Woher kommt diese Phrase: literarische Quelle
Im Gegensatz zur weit verbreiteten Meinung ist das Sprichwort keine volkstümliche. Es hat einen konkreten Autor — den sowjetischen Schriftsteller Michail Scholochow. 1956 erschien sein Erzählung «Das Schicksal des Menschen», in der der Hauptcharakter Andrej Sokolow die Phrase spricht: «Gut muss mit Faust sein». Der Kontext in der Erzählung ist so: Der Held überlegt über das Schicksal der Russen, die den Krieg überstanden haben, über die Notwendigkeit, sich und ihre Angehörigen vor Feinden zu verteidigen, über die Tatsache, dass passives Gut, das sich selbst treten lässt, keinen Wert hat. Scholochow hat die Idee in den Mund seines Charakters gelegt, dass Güte ohne Kraft nicht in der Lage ist, Böses und Ungerechtigkeit zu widerstehen.

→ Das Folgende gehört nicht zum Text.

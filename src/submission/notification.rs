//! Toast notifications raised by the submission flow

use crate::state::RequestType;
use std::fmt;

/// How a notification should be styled
#[derive(Debug, Clone, Copy, PartialEq, Eq)]
pub enum Severity {
    Info,
    Success,
    Error,
}

impl fmt::Display for Severity {
    fn fmt(&self, f: &mut fmt::Formatter<'_>) -> fmt::Result {
        f.write_str(match self {
            Self::Info => "info",
            Self::Success => "success",
            Self::Error => "error",
        })
    }
}

/// A request to show a toast
#[derive(Debug, Clone, PartialEq, Eq)]
pub struct Notification {
    pub title: String,
    pub description: String,
    pub severity: Severity,
}

impl Notification {
    pub fn new(
        title: impl Into<String>,
        description: impl Into<String>,
        severity: Severity,
    ) -> Self {
        Self {
            title: title.into(),
            description: description.into(),
            severity,
        }
    }

    pub fn validation_failed() -> Self {
        Self::new(
            "Please check your entries",
            "Required fields and privacy policy consent are needed.",
            Severity::Error,
        )
    }

    pub fn submitted(request_type: RequestType) -> Self {
        match request_type {
            RequestType::Consultation => Self::new(
                "Free diagnosis request received",
                "A representative will send candidate dates shortly, as early as today.",
                Severity::Success,
            ),
            RequestType::Checklist => Self::new(
                "Checklist sent",
                "The AI checklist and templates are on their way to your inbox.",
                Severity::Success,
            ),
        }
    }

    pub fn submit_failed(reason: &impl fmt::Display) -> Self {
        Self::new("Submission failed", reason.to_string(), Severity::Error)
    }
}

#[cfg(test)]
mod tests {
    use super::*;

    #[test]
    fn test_validation_failed_is_error() {
        let n = Notification::validation_failed();
        assert_eq!(n.severity, Severity::Error);
        assert_eq!(n.title, "Please check your entries");
    }

    #[test]
    fn test_submitted_varies_by_request_type() {
        let consultation = Notification::submitted(RequestType::Consultation);
        let checklist = Notification::submitted(RequestType::Checklist);
        assert_eq!(consultation.severity, Severity::Success);
        assert_eq!(checklist.title, "Checklist sent");
        assert_ne!(consultation.title, checklist.title);
    }

    #[test]
    fn test_submit_failed_carries_reason() {
        let n = Notification::submit_failed(&"endpoint returned HTTP 500");
        assert_eq!(n.description, "endpoint returned HTTP 500");
        assert_eq!(n.severity, Severity::Error);
    }
}
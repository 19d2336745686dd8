//! Owned collection of pending timer tasks

use std::future::Future;
use std::time::Duration;
use tokio::task::JoinHandle;

/// Every background task the orchestrator starts lives here so teardown can
/// abort all of them in one place.
#[derive(Debug, Default)]
pub struct TimerSet {
    handles: Vec<JoinHandle<()>>,
}

impl TimerSet {
    pub fn new() -> Self {
        Self::default()
    }

    /// Run `task` in the background
    pub fn spawn<F>(&mut self, task: F)
    where
        F: Future<Output = ()> + Send + 'static,
    {
        self.prune();
        self.handles.push(tokio::spawn(task));
    }

    /// Run `task` once `delay` has elapsed
    pub fn spawn_after<F>(&mut self, delay: Duration, task: F)
    where
        F: Future<Output = ()> + Send + 'static,
    {
        self.spawn(async move {
            tokio::time::sleep(delay).await;
            task.await;
        });
    }

    /// Number of tasks that have not finished yet
    pub fn pending(&self) -> usize {
        self.handles.iter().filter(|h| !h.is_finished()).count()
    }

    pub fn abort_all(&mut self) {
        for handle in self.handles.drain(..) {
            handle.abort();
        }
    }

    fn prune(&mut self) {
        self.handles.retain(|h| !h.is_finished());
    }
}

impl Drop for TimerSet {
    fn drop(&mut self) {
        self.abort_all();
    }
}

Nach der Veröffentlichung von «Das Schicksal des Menschen» verbreitete sich die Phrase schnell in Zitaten. Sie wurde von Schriftstellern, Publizisten, Politikern und schließlich auch von normalen Menschen aufgegriffen. Mit der Zeit wanderte sie in die Kategorie der «volkstümlichen Weisheiten» ein, obwohl ihr Alter etwas mehr als ein halbes Jahrhundert beträgt. Dies ist ein wichtiger Aspekt: Das Sprichwort wurde in eine bestimmte Epoche und zu einem bestimmten Anlass geboren, wird aber heute außerhalb des historischen Kontexts verwendet, was oft zu einer Verzerrung des Sinns führt.
Sinn ...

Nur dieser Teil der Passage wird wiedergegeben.